By Sanath Nanayakkare

Samagi Jana Balavegaya MP Patali Champika Ranawaka said in Colombo recently that managing the economy of the country should be handed over to a group of independent technocrats.

“The general public and the business people are growing increasingly less confident about the capacity of the political leadership to pull the country out of the current economic crisis. So, the situation calls for the government to turn over the management of the economy to a group chosen through a process that emphasises their relevant skills and proven performance to put the economy back in shape,” Ranawaka said.

The MP said that such technocrats needed to be truly independent and need not just serve the interests of popular politics because if a sovereign default happens, all Sri Lankans, those who voted for the government and those who didn’t, would have to face grave repercussions.

Ranawaka made these comments at an Advocata forum themed, “A National Consensus for Economic Reforms.

Ranawaka said that Sri Lanka has got into a precarious financial situation today where it can’t raise enough capital either in the domestic market or in the international capital market.

“In the next eight months, we have to honour commitments on International Sovereign Bonds and Sri Lanka Development Bonds worth nearly USD $ 3 billion with only USD $ 1.5 billion cash in hand.
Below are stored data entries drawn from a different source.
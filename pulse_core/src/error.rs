//! Error taxonomy for configuration loading and startup arguments.
//!
//! Only [`ConfigError`] is fatal. Warnings and argument errors are
//! recovered locally and carried back to the caller so they can be logged.

use thiserror::Error;

/// Fatal configuration errors. Startup aborts before any socket is opened.
#[derive(Debug, Error)]
pub enum ConfigError {
    #[error("Missing key [{section}] {key}")]
    MissingKey { section: String, key: String },

    #[error("Invalid value for [{section}] {key}: {value:?}")]
    InvalidValue {
        section: String,
        key: String,
        value: String,
    },

    #[error("Cannot load configuration: {0}")]
    Load(#[from] config::ConfigError),
}

impl ConfigError {
    pub fn missing(section: &str, key: &str) -> Self {
        Self::MissingKey {
            section: section.to_string(),
            key: key.to_string(),
        }
    }

    pub fn invalid(section: &str, key: &str, value: impl Into<String>) -> Self {
        Self::InvalidValue {
            section: section.to_string(),
            key: key.to_string(),
            value: value.into(),
        }
    }

    /// True when the error only means "the key is not there".
    pub fn is_missing(&self) -> bool {
        matches!(self, Self::MissingKey { .. })
    }
}

/// Recoverable configuration problems, resolved with a default value.
#[derive(Debug, Clone, PartialEq, Eq, Error)]
pub enum ConfigWarning {
    #[error("[{section}] {key} not set, using {default}")]
    Defaulted {
        section: String,
        key: String,
        default: i64,
    },

    #[error("[{section}] {key} = {value:?} is not an integer, using {default}")]
    Unparsable {
        section: String,
        key: String,
        value: String,
        default: i64,
    },

    #[error("No app section #{index} ({declared} declared), timing defaults to 0")]
    NoAppSection { index: u32, declared: usize },

    #[error("No name for instance {index}, using {fallback}")]
    SynthesizedName { index: u32, fallback: String },
}

/// Unusable startup parameters, replaced by their documented defaults.
#[derive(Debug, Clone, PartialEq, Eq, Error)]
pub enum ArgumentError {
    #[error("Index {raw:?} is not a positive integer, using {fallback}")]
    Index { raw: String, fallback: u32 },

    #[error("Role is empty, using {fallback}")]
    Role { fallback: String },
}

#[cfg(test)]
mod tests {
    use super::*;

    #[test]
    fn test_missing_key_display() {
        let err = ConfigError::missing("processWatchdog", "udp_port");
        assert_eq!(err.to_string(), "Missing key [processWatchdog] udp_port");
        assert!(err.is_missing());
        assert!(!ConfigError::invalid("a", "b", "c").is_missing());
    }

    #[test]
    fn test_warning_display() {
        let warning = ConfigWarning::Unparsable {
            section: "app:worker".into(),
            key: "heartbeat_interval".into(),
            value: "soon".into(),
            default: 0,
        };
        assert_eq!(
            warning.to_string(),
            "[app:worker] heartbeat_interval = \"soon\" is not an integer, using 0"
        );
    }
}
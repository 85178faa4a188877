//! Heartbeat datagram payload: ASCII `p` followed by the decimal pid.

/// Prefix the supervisor uses to recognise a heartbeat.
pub const HEARTBEAT_PREFIX: char = 'p';

/// An encoded heartbeat, e.g. `p4242`.
#[derive(Debug, Clone, PartialEq, Eq)]
pub struct Payload(String);

impl Payload {
    pub fn heartbeat(pid: u32) -> Self {
        Self(format!("{}{}", HEARTBEAT_PREFIX, pid))
    }

    pub fn as_bytes(&self) -> &[u8] {
        self.0.as_bytes()
    }

    pub fn as_str(&self) -> &str {
        &self.0
    }

    /// Recovers the sender's pid from a captured datagram.
    ///
    /// Returns `None` for anything that is not exactly `p<digits>`.
    pub fn parse(bytes: &[u8]) -> Option<u32> {
        let text = std::str::from_utf8(bytes).ok()?;
        let digits = text.strip_prefix(HEARTBEAT_PREFIX)?;
        if digits.is_empty() || !digits.bytes().all(|b| b.is_ascii_digit()) {
            return None;
        }
        digits.parse().ok()
    }
}

impl std::fmt::Display for Payload {
    fn fmt(&self, f: &mut std::fmt::Formatter<'_>) -> std::fmt::Result {
        f.write_str(&self.0)
    }
}
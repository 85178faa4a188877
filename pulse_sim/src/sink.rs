//! Recording datagram sink with fault injection.

use crate::context::SimContext;
use async_trait::async_trait;
use pulse_env::{DatagramSink, EnvError, PulseContext};
use std::sync::atomic::{AtomicBool, AtomicU64, Ordering};
use std::sync::{Arc, Mutex};
use std::time::Duration;

/// One captured datagram.
#[derive(Debug, Clone, PartialEq, Eq)]
pub struct SentDatagram {
    /// Virtual time of the send
    pub at: Duration,

    pub bytes: Vec<u8>,
}

/// Sink that stores every datagram instead of sending it.
///
/// Clones share the same record, so a test can keep one handle while the
/// simulator owns another.
#[derive(Clone)]
pub struct RecordingSink {
    context: Arc<SimContext>,

    port: u16,

    sent: Arc<Mutex<Vec<SentDatagram>>>,

    /// When set, every send fails as if the port were unreachable
    unreachable: Arc<AtomicBool>,

    /// Fail every n-th attempt (0 = never)
    fail_every: u64,

    attempts: Arc<AtomicU64>,

    failures: Arc<AtomicU64>,
}

impl RecordingSink {
    pub fn new(context: Arc<SimContext>, port: u16) -> Self {
        Self {
            context,
            port,
            sent: Arc::new(Mutex::new(Vec::new())),
            unreachable: Arc::new(AtomicBool::new(false)),
            fail_every: 0,
            attempts: Arc::new(AtomicU64::new(0)),
            failures: Arc::new(AtomicU64::new(0)),
        }
    }

    /// Makes every n-th send attempt fail.
    pub fn with_fail_every(mut self, n: u64) -> Self {
        self.fail_every = n;
        self
    }

    /// Toggles a full outage of the destination port.
    pub fn set_unreachable(&self, unreachable: bool) {
        self.unreachable.store(unreachable, Ordering::SeqCst);
    }

    /// Returns a copy of everything delivered so far.
    pub fn sent(&self) -> Vec<SentDatagram> {
        self.sent.lock().unwrap().clone()
    }

    pub fn sent_count(&self) -> usize {
        self.sent.lock().unwrap().len()
    }

    pub fn failure_count(&self) -> u64 {
        self.failures.load(Ordering::SeqCst)
    }
}

#[async_trait]
impl DatagramSink for RecordingSink {
    async fn send(&self, payload: &[u8]) -> Result<usize, EnvError> {
        let attempt = self.attempts.fetch_add(1, Ordering::SeqCst) + 1;
        let dropped = self.fail_every > 0 && attempt % self.fail_every == 0;

        if self.unreachable.load(Ordering::SeqCst) || dropped {
            self.failures.fetch_add(1, Ordering::SeqCst);
            return Err(EnvError::network(format!(
                "{}: Connection refused",
                self.destination()
            )));
        }

        self.sent.lock().unwrap().push(SentDatagram {
            at: self.context.now(),
            bytes: payload.to_vec(),
        });
        Ok(payload.len())
    }

    fn destination(&self) -> String {
        format!("sim:{}", self.port)
    }
}

#[cfg(test)]
mod tests {
    use super::*;

    #[tokio::test]
    async fn test_records_with_virtual_timestamp() {
        let ctx = SimContext::shared(1);
        let sink = RecordingSink::new(ctx.clone(), 12345);

        ctx.advance_time(Duration::from_secs(3));
        assert_eq!(sink.send(b"p1001").await.unwrap(), 5);

        let sent = sink.sent();
        assert_eq!(sent.len(), 1);
        assert_eq!(sent[0].at, Duration::from_secs(3));
        assert_eq!(sent[0].bytes, b"p1001");
        assert_eq!(sink.destination(), "sim:12345");
    }

    #[tokio::test]
    async fn test_outage_and_periodic_loss() {
        let ctx = SimContext::shared(1);
        let sink = RecordingSink::new(ctx, 9).with_fail_every(2);

        assert!(sink.send(b"a").await.is_ok());
        assert!(sink.send(b"b").await.is_err());
        assert!(sink.send(b"c").await.is_ok());

        sink.set_unreachable(true);
        assert!(matches!(sink.send(b"d").await, Err(EnvError::Network(_))));
        sink.set_unreachable(false);

        assert_eq!(sink.sent_count(), 2);
        assert_eq!(sink.failure_count(), 2);
    }

    #[tokio::test]
    async fn test_clones_share_record() {
        let ctx = SimContext::shared(1);
        let sink = RecordingSink::new(ctx, 9);
        let handle = sink.clone();

        sink.send(b"p1").await.unwrap();
        assert_eq!(handle.sent_count(), 1);
    }
}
In this backdrop, Sri Lanka runs the risk of a default and potential bankruptcy at some point. Even if the authorities begin talks on renegotiating and rescheduling of our foreign loans, that would technically mean declaring bankruptcy. When Prime Minister Mahinda Rajapaksa asked the government of India to postpone Sri Lanka’s debt by three years, that also tantamount to acknowledging bankruptcy. If the country hits bankruptcy, it will have a negative impact across the board. It won’t be easy recovering after a default and bankruptcy. It could lead to multiple defaults. Defaults by Argentina on its foreign debt as well as the debt crisis in Greece led to a loss of confidence in their economies. They haven’t recovered fully. They may recover for some time and they falter again. Elections were held in Greece from time to time to resolve the economic issue. Masses elected leaders from the left, centre and right in the political spectrum, but nothing has worked meaningfully. The economic malaise has dragged on for 10 years in Greece. Argentina is no different. If a sovereign debt default occurs in Sri Lanka, we may face a similar situation. It would be unwise to think that when the situation aggravates, it would help the Opposition to come to power. Whoever comes to power, would have to bear the same pain and pressure, so a sovereign default must be averted,” he said.

He said that the government is still not serious about this serious situation.
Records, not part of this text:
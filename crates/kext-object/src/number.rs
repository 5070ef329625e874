//! Tagged numeric values
//!
//! Numbers cross the boundary as a tagged union of fixed integer and float
//! widths. Extraction is lossless or it fails: asking for a representation
//! that cannot hold the stored value exactly is a checked `NumericLoss`
//! error, never a silent truncation.

use crate::error::{ObjectError, ObjectResult};
use serde::Serialize;
use std::fmt;

/// Width/representation tag of a stored number
#[derive(Debug, Clone, Copy, PartialEq, Eq, Hash)]
pub enum NumberType {
    /// 8-bit signed integer
    I8,
    /// 16-bit signed integer
    I16,
    /// 32-bit signed integer
    I32,
    /// 64-bit signed integer
    I64,
    /// 32-bit float
    F32,
    /// 64-bit float
    F64,
}

impl NumberType {
    /// Tag name (for diagnostics)
    pub const fn name(self) -> &'static str {
        match self {
            NumberType::I8 => "i8",
            NumberType::I16 => "i16",
            NumberType::I32 => "i32",
            NumberType::I64 => "i64",
            NumberType::F32 => "f32",
            NumberType::F64 => "f64",
        }
    }
}

impl fmt::Display for NumberType {
    fn fmt(&self, f: &mut fmt::Formatter<'_>) -> fmt::Result {
        f.write_str(self.name())
    }
}

/// A number value with its representation tag
#[derive(Debug, Clone, Copy, PartialEq, Serialize)]
#[serde(untagged)]
pub enum NumberValue {
    /// 8-bit signed integer
    I8(i8),
    /// 16-bit signed integer
    I16(i16),
    /// 32-bit signed integer
    I32(i32),
    /// 64-bit signed integer
    I64(i64),
    /// 32-bit float
    F32(f32),
    /// 64-bit float
    F64(f64),
}

impl NumberValue {
    /// Get the representation tag of this value
    pub const fn number_type(self) -> NumberType {
        match self {
            NumberValue::I8(_) => NumberType::I8,
            NumberValue::I16(_) => NumberType::I16,
            NumberValue::I32(_) => NumberType::I32,
            NumberValue::I64(_) => NumberType::I64,
            NumberValue::F32(_) => NumberType::F32,
            NumberValue::F64(_) => NumberType::F64,
        }
    }

    /// Extract as `i64`, failing on any loss
    pub fn to_i64(self) -> ObjectResult<i64> {
        match self {
            NumberValue::I8(v) => Ok(v as i64),
            NumberValue::I16(v) => Ok(v as i64),
            NumberValue::I32(v) => Ok(v as i64),
            NumberValue::I64(v) => Ok(v),
            NumberValue::F32(v) => integral_float(v as f64, self, NumberType::I64),
            NumberValue::F64(v) => integral_float(v, self, NumberType::I64),
        }
    }

    /// Extract as `i32`, failing on any loss
    pub fn to_i32(self) -> ObjectResult<i32> {
        let wide = self.to_i64().map_err(|_| self.loss(NumberType::I32))?;
        i32::try_from(wide).map_err(|_| self.loss(NumberType::I32))
    }

    /// Extract as `f64`, failing on any loss
    pub fn to_f64(self) -> ObjectResult<f64> {
        match self {
            NumberValue::I8(v) => Ok(v as f64),
            NumberValue::I16(v) => Ok(v as f64),
            NumberValue::I32(v) => Ok(v as f64),
            NumberValue::I64(v) => {
                let converted = v as f64;
                if converted as i64 == v {
                    Ok(converted)
                } else {
                    Err(self.loss(NumberType::F64))
                }
            }
            NumberValue::F32(v) => Ok(v as f64),
            NumberValue::F64(v) => Ok(v),
        }
    }

    /// Extract as `f32`, failing on any loss
    pub fn to_f32(self) -> ObjectResult<f32> {
        match self {
            NumberValue::F32(v) => Ok(v),
            other => {
                let wide = other.to_f64().map_err(|_| other.loss(NumberType::F32))?;
                let narrow = wide as f32;
                // NaN narrows to NaN without loss of meaning
                if narrow as f64 == wide || (wide.is_nan() && narrow.is_nan()) {
                    Ok(narrow)
                } else {
                    Err(other.loss(NumberType::F32))
                }
            }
        }
    }

    fn loss(self, requested: NumberType) -> ObjectError {
        ObjectError::NumericLoss {
            stored: self.number_type(),
            requested,
        }
    }
}

fn integral_float(value: f64, stored: NumberValue, requested: NumberType) -> ObjectResult<i64> {
    // i64::MAX is not exactly representable as f64; the exclusive upper
    // bound 2^63 is
    if value.fract() == 0.0 && value >= i64::MIN as f64 && value < (1u64 << 63) as f64 {
        Ok(value as i64)
    } else {
        Err(ObjectError::NumericLoss {
            stored: stored.number_type(),
            requested,
        })
    }
}

impl fmt::Display for NumberValue {
    fn fmt(&self, f: &mut fmt::Formatter<'_>) -> fmt::Result {
        match self {
            NumberValue::I8(v) => write!(f, "{v}"),
            NumberValue::I16(v) => write!(f, "{v}"),
            NumberValue::I32(v) => write!(f, "{v}"),
            NumberValue::I64(v) => write!(f, "{v}"),
            NumberValue::F32(v) => write!(f, "{v}"),
            NumberValue::F64(v) => write!(f, "{v}"),
        }
    }
}

#[cfg(test)]
mod tests {
    use super::*;

    #[test]
    fn test_integer_widening_is_lossless() {
        assert_eq!(NumberValue::I8(-5).to_i64().unwrap(), -5);
        assert_eq!(NumberValue::I16(300).to_i32().unwrap(), 300);
        assert_eq!(NumberValue::I32(i32::MAX).to_i64().unwrap(), i32::MAX as i64);
    }

    #[test]
    fn test_integer_narrowing_overflow_fails() {
        let err = NumberValue::I64(1 << 40).to_i32().unwrap_err();
        assert_eq!(
            err,
            ObjectError::NumericLoss {
                stored: NumberType::I64,
                requested: NumberType::I32,
            }
        );
    }

    #[test]
    fn test_integral_float_extracts_as_integer() {
        assert_eq!(NumberValue::F64(42.0).to_i64().unwrap(), 42);
        assert_eq!(NumberValue::F32(-8.0).to_i32().unwrap(), -8);
    }

    #[test]
    fn test_fractional_float_to_integer_fails() {
        assert!(NumberValue::F64(1.5).to_i64().is_err());
        assert!(NumberValue::F32(0.25).to_i32().is_err());
    }

    #[test]
    fn test_large_i64_to_f64_fails() {
        // 2^53 + 1 is the first integer f64 cannot hold
        let value = (1i64 << 53) + 1;
        assert!(NumberValue::I64(value).to_f64().is_err());
        assert!(NumberValue::I64(1 << 53).to_f64().is_ok());
    }

    #[test]
    fn test_f64_to_f32_checks_round_trip() {
        assert_eq!(NumberValue::F64(0.5).to_f32().unwrap(), 0.5);
        assert!(NumberValue::F64(std::f64::consts::PI).to_f32().is_err());
    }

    #[test]
    fn test_number_type_tags() {
        assert_eq!(NumberValue::I32(1).number_type(), NumberType::I32);
        assert_eq!(NumberValue::F64(1.0).number_type(), NumberType::F64);
        assert_eq!(NumberType::F32.to_string(), "f32");
    }
}
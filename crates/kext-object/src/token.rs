//! Opaque reference tokens
//!
//! A `RawRef` is the untyped representation of a foreign object reference at
//! the boundary: a fixed-width integer of pointer bit-width. Consumers never
//! dereference it; the only way a token re-enters the safe layer is through
//! kind-checked adoption, so a forged or stale token produces a checked error
//! rather than undefined behavior.

use std::fmt;

/// Opaque token standing in for a foreign object reference.
///
/// Tokens compare and hash by identity. The bit pattern is only meaningful to
/// the runtime that issued it.
#[repr(transparent)]
#[derive(Clone, Copy, PartialEq, Eq, Hash)]
pub struct RawRef(usize);

impl RawRef {
    /// Reconstruct a token from its boundary representation.
    ///
    /// The result is not trusted: adoption into a handle re-validates both
    /// liveness and the kind tag.
    #[inline]
    pub const fn from_bits(bits: usize) -> Self {
        RawRef(bits)
    }

    /// Get the boundary representation of this token
    #[inline]
    pub const fn bits(self) -> usize {
        self.0
    }
}

impl fmt::Debug for RawRef {
    fn fmt(&self, f: &mut fmt::Formatter<'_>) -> fmt::Result {
        write!(f, "RawRef({:#x})", self.0)
    }
}

impl fmt::Display for RawRef {
    fn fmt(&self, f: &mut fmt::Formatter<'_>) -> fmt::Result {
        write!(f, "{:#x}", self.0)
    }
}

#[cfg(test)]
mod tests {
    use super::*;

    #[test]
    fn test_token_round_trips_bits() {
        let raw = RawRef::from_bits(0x7f00_1234);
        assert_eq!(raw.bits(), 0x7f00_1234);
        assert_eq!(RawRef::from_bits(raw.bits()), raw);
    }

    #[test]
    fn test_token_is_pointer_width() {
        assert_eq!(
            std::mem::size_of::<RawRef>(),
            std::mem::size_of::<*const ()>()
        );
    }

    #[test]
    fn test_token_display() {
        assert_eq!(format!("{}", RawRef::from_bits(0x10)), "0x10");
        assert_eq!(format!("{:?}", RawRef::from_bits(0x10)), "RawRef(0x10)");
    }
}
“Our concern is whether political leaders and responsible authorities are paying the issue the attention it deserves. This crisis can’t be solved by providing each Grama Niladhari division with Rs. 3 million to spend on building rural infrastructure. If a default happens, its negative spillover could see the loss of thousands of jobs triggering a social explosion. The racial and religious tensions which are under wraps could flare up again and foreign investors would try to capitalise on the situation. A fine example for this is; about six months ago the Urban Development Authority put up more than 50 strategic national properties for sale under what was called ‘Selendiva’. It was said that USD 5 billion would be raised from its proceeds. Nevertheless no buyer has made any bids to date. We are often told that USD 3.6 billion is coming from Oman, USD 2.5 billion is coming from some other country and so on. But these have not materialised yet. Why? Everyone has realis-ed that Sri Lanka is on its way towards bankruptcy. And investors know that they can buy these assets for five million dollars once that happens. It is very clear that nobody is coming to buy these assets right now. There are no friends left here for us. In 2019, during our administration, we arranged four investments for the much hyped Port City and the foundation stones were laid. I can tell you that those investments or anything else won’t come to Port City next year. All countries in the world are experiencing varying degrees of volatility and instability as the virus has again plunged the world back into uncertain territory. No friends have been left for us in the midst of it.

“So coming to a national consensus on structural reforms needed to get out of the economic crisis is critical right now. It’s up to the government to show the right signals that it is ready to move along the correct political and fiscal path to get the support of everyone to do it,” he said.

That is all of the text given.